Con un alto grado de preocupación he visto cómo la idea de una matanza de pandilleros se propaga, como una epidemia, en redes sociales. Hasta en la más cotidiana de las conversaciones, se ha vuelto común celebrar con palabras y gestos cuando se informa de la muerte de cualquier persona que esté remotamente vinculada a la actividad de las pandillas, a mayor número mayor la celebración.

Las mentes más aturdidas creen que defender los derechos humanos es defender a los criminales, cuando en realidad se trata de defender y conservar nuestra propia humanidad. No son pocos los que piden suspender los derechos básicos y grupos de exterminio que actúen bajo el cobijo de autoridades que encuentran más conveniente ver para el otro lado y preparar un discurso para negarlo todo.

Debe ser el miedo, no le encuentro otra explicación, el que le ha dado vuelta a nuestra lógica y nos ha llevado a creer que la violencia se resuelve con más violencia. Cada vez que escucho a alguien o leo en redes sociales  a alguien que dice que "lo mejor es matar a todos los mareros", no puedo más que concluir que nuestro país ha sido seducido por la violencia, la cual ha provocado una sed de venganza.

Parece claro que hemos olvidado el pasado reciente y todas las vidas que nos costó lograr un estado, un sistema de justicia y seguridad que por lo menos considere entre sus prioridades el respeto a los derechos humanos.

Esos grupos de exterminio ya tuvieron un papel importante en la historia de El Salvador, ya hubo ejecuciones sumarias, por miles. Ya pasamos una época en la que tratamos de terminar con el fuego arrojándole gasolina, eso nos llevó a una espiral de violencia que fragmentó a la familia, a la comunidad, a la sociedad, a la economía y al país entero. No nos conviene cometer el mismo error otra vez.

Las pandillas, la violencia, el narcotráfico son un incendio en nuestro ecosistema. Como a cualquier fuego hay que dejarlo sin material combustible, se le debe cortar su fuente de alimento y al mismo tiempo golpearlo con fuerza para extinguirlo por completo.

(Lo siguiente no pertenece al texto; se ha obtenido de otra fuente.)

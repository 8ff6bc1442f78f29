//! Core data structures for the flocksim simulation.

pub mod outcome;
pub mod snapshot;
pub mod vector;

Las pandillas y el narcotráfico se afincan ahí donde el tejido social ha sido destruido por décadas de exclusión, olvido y negligencia. El tejido social puede reconstruirse con solidaridad, reconociéndonos a nosotros mismo en los otros y asumiendo la responsabilidad de reparar todo lo que las generaciones pasadas hicieron mal, lo que nosotros hemos preferido ignorar o dejar en manos de otros.

No debemos perder de vista que los muros, el alambre de púas y los guardias armados no detienen el paso del tiempo, siempre habrá una nueva generación y si no se atienden los problemas que dieron origen a las pandillas nunca se les podrá llevar a su fin definitivo.